Investing.com – U.S. stocks are set to open higher Thursday, amid increased confidence policymakers will come up with a compromise stimulus deal to help stimulate the country’s economic recovery from the coronavirus pandemic hit.
The major U.S. cash indices closed higher Wednesday, but September was the first losing month on Wall Street since March. That said, the third quarter was still a positive one, and looking ahead, seven of the last 10 Octobers have seen the markets push higher.
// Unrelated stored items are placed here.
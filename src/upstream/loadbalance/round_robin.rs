use dashmap::DashMap;
use std::sync::atomic::{AtomicU64, Ordering};

/// Round-robin using a per-target modular counter.
///
/// The index is taken against the snapshot passed in, so a stable snapshot
/// of N instances is visited exactly once per N selections.
#[derive(Default)]
pub struct RoundRobinBalancer {
    counters: DashMap<String, AtomicU64>,
}

impl RoundRobinBalancer {
    pub fn new() -> Self {
        Self::default()
    }

    pub fn next_index(&self, target: &str, len: usize) -> usize {
        if len == 0 {
            return 0;
        }
        // Fast path: key already exists, no allocation.
        if let Some(counter) = self.counters.get(target) {
            return (counter.fetch_add(1, Ordering::Relaxed) % len as u64) as usize;
        }
        let count = self
            .counters
            .entry(target.to_string())
            .or_insert_with(|| AtomicU64::new(0))
            .fetch_add(1, Ordering::Relaxed);
        (count % len as u64) as usize
    }
}

#[cfg(test)]
mod tests {
    use super::*;
    use std::collections::HashMap;

    #[test]
    fn test_uniform() {
        let lb = RoundRobinBalancer::new();
        let mut counts = HashMap::new();
        for _ in 0..1000 {
            *counts.entry(lb.next_index("svc", 2)).or_insert(0) += 1;
        }
        assert_eq!(counts[&0], 500);
        assert_eq!(counts[&1], 500);
    }

    #[test]
    fn test_sequence() {
        let lb = RoundRobinBalancer::new();
        let picks: Vec<usize> = (0..6).map(|_| lb.next_index("svc", 3)).collect();
        assert_eq!(picks, vec![0, 1, 2, 0, 1, 2]);
    }

    #[test]
    fn test_targets_have_own_counters() {
        let lb = RoundRobinBalancer::new();
        assert_eq!(lb.next_index("a", 3), 0);
        assert_eq!(lb.next_index("a", 3), 1);
        assert_eq!(lb.next_index("b", 3), 0);
    }

    #[test]
    fn test_single() {
        let lb = RoundRobinBalancer::new();
        for _ in 0..100 {
            assert_eq!(lb.next_index("svc", 1), 0);
        }
    }

    #[test]
    fn test_concurrent_selection_is_balanced() {
        let lb = std::sync::Arc::new(RoundRobinBalancer::new());
        let counts: Vec<AtomicU64> = (0..4).map(|_| AtomicU64::new(0)).collect();
        std::thread::scope(|s| {
            for _ in 0..4 {
                let lb = lb.clone();
                let counts = &counts;
                s.spawn(move || {
                    for _ in 0..1000 {
                        counts[lb.next_index("svc", 4)].fetch_add(1, Ordering::Relaxed);
                    }
                });
            }
        });
        for c in &counts {
            assert_eq!(c.load(Ordering::Relaxed), 1000);
        }
    }
}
U.S. Treasury Secretary Steven Mnuchin and House Speaker Nancy Pelosi are set to resume discussions Thursday on a potential new pandemic relief package, after holding their first in-person talks since August on Wednesday.
According to The Wall Street Journal, the two are agreed that the package should contain a new round of stimulus checks for households, which analysts see as key to sustaining consumer spending.
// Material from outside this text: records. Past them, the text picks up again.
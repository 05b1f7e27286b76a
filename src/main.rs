#[global_allocator]
static GLOBAL: tikv_jemallocator::Jemalloc = tikv_jemallocator::Jemalloc;

use anyhow::Result;
use clap::Parser;
use std::path::PathBuf;
use waypoint_gateway::server;

#[derive(Parser)]
#[command(
    name = "waypoint-gateway",
    about = "API gateway with a built-in service registry"
)]
struct Cli {
    /// Path to gateway config file (.toml or .json)
    #[arg(short, long, default_value = "config.toml")]
    config: PathBuf,

    /// Proxy listen address, overrides `server.listen`
    #[arg(short, long)]
    listen: Option<String>,

    /// Admin API listen address, overrides `server.admin_listen`
    #[arg(long)]
    admin_listen: Option<String>,

    /// Tokio worker threads (defaults to the number of CPUs)
    #[arg(long)]
    worker_threads: Option<usize>,
}

fn main() -> Result<()> {
    let cli = Cli::parse();

    let mut builder = tokio::runtime::Builder::new_multi_thread();
    if let Some(n) = cli.worker_threads {
        builder.worker_threads(n.max(1));
    }
    let rt = builder.enable_all().build()?;

    rt.block_on(server::bootstrap::run(server::bootstrap::BootstrapArgs {
        config_path: cli.config,
        listen: cli.listen,
        admin_listen: cli.admin_listen,
    }))
}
“The need for economic stimuli has become very apparent in large U.S. companies such as Disney and several U.S. airlines, which have now embarked on extensive firing rounds,” analysts at Danske Bank wrote, in a research note.
New cases of Covid-19 rose in 27 out of 50 U.S. states in September compared with August, led by an increase of 111% in Wisconsin, according to a Reuters analysis.
On the data slate, eyes will focus on the weekly initial jobless claims data, at 8:30 AM ET (1230 GMT), especially after Wednesday’s better than expected ADP private payrolls number and ahead of Friday’s official employment data, the last such release before the general election.
In corporate news, earnings are due from home goods retailer Bed Bath & Beyond (NASDAQ:BBBY)and wine and spirits maker Constellation Brands (NYSE:STZ), while the banking sector will be in focus with the Federal Reserve set to curb big bank capital distributions through the end of the year. Airlines are also set to start laying off workers this month without any additional federal support.
Oil prices drifted lower Thursday, handing back some of the previous session’s gains on the back of U.S. stockpiles falling 2 million barrels last week, defying trade expectations for a build.